Maternal immune activation (MIA) resulting from infection during pregnancy increases the chance of offspring having a neurodevelopmental disorder such as autism or schizophrenia. However, the mechanism underlying this association is unknown. Placental transport of amino acids from maternal to fetal circulation is essential for proper fetal neurodevelopment. We hypothesized that MIA could alter the expression of placental amino acid transporters, thereby altering fetal exposure to the amino acids required for proper brain development. Thus, the objective of this study was to examine whether MIA impacts the expression of amino acid transporters in the placentas of rats and humans. MIA was induced in pregnant rats through the administration of the viral mimetic poly(I:C) on gestational day 14. Placental and fetal tissues were collected 24 and 48 hours later.
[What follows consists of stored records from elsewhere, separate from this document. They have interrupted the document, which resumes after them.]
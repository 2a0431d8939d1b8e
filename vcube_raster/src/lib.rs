//! Raster I/O for the vcube engine.
//!
//! Wraps GDAL for everything that touches pixels: windowed reads from remote
//! COGs (HTTP range reads through `/vsicurl/`), XYZ tile reads in
//! Web-Mercator, and GeoTIFF emission.

pub mod geotiff;
pub use geotiff::{NODATA, read_geotiff, write_geotiff};
pub mod reader;
pub use reader::{WindowRead, probe_pixel_size, read_window, read_window_harmonized};
pub mod tile;
pub use tile::read_tile;
pub mod transform;
pub mod window;
pub use window::PixelWindow;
Human placentas isolated at term from pregnancies complicated with either chorioamnionitis (n = 17) or an unidentified active infection causing flu‐like symptoms (n = 6) were compared to healthy gestational age‐matched controls (n = 18). Protein expression of amino acid transporters in rat or human placentas, as well as fetal rat brains, was determined using immunoblotting. Levels of free amino acids in fetal rat brains were also quantified using reverse‐phase HPLC. In rats, poly(I:C) significantly downregulated the amino acid transporters ASCT1 and EAAT2 in the placenta, with a trend towards decreased SNAT2. SNAT5, EAAT1, and GLYT1 were also significantly reduced in fetal brains from poly(I:C)‐treated dams. Furthermore, the levels of multiple amino acids were significantly altered in fetal brains of poly(I:C)‐treated rats. In human placentas, ASCT1 was significantly downregulated in active infection cases, but not in chorioamnionitis cases. A pronounced trend of decreased SNAT2 expression was also seen in active infection cases, but this did not reach significance. To conclude, MIA decreases the expression of amino acid transporters in the placentas of rats and is associated with altered levels of free amino acids in fetal rat brains. Moreover, decreased expression of amino acid transporters is also seen in human placentas obtained from pregnancies with active infection. As amino acids are required for proper neurodevelopment, these changes in transport could provide a link between MIA and neurodevelopmental disorders.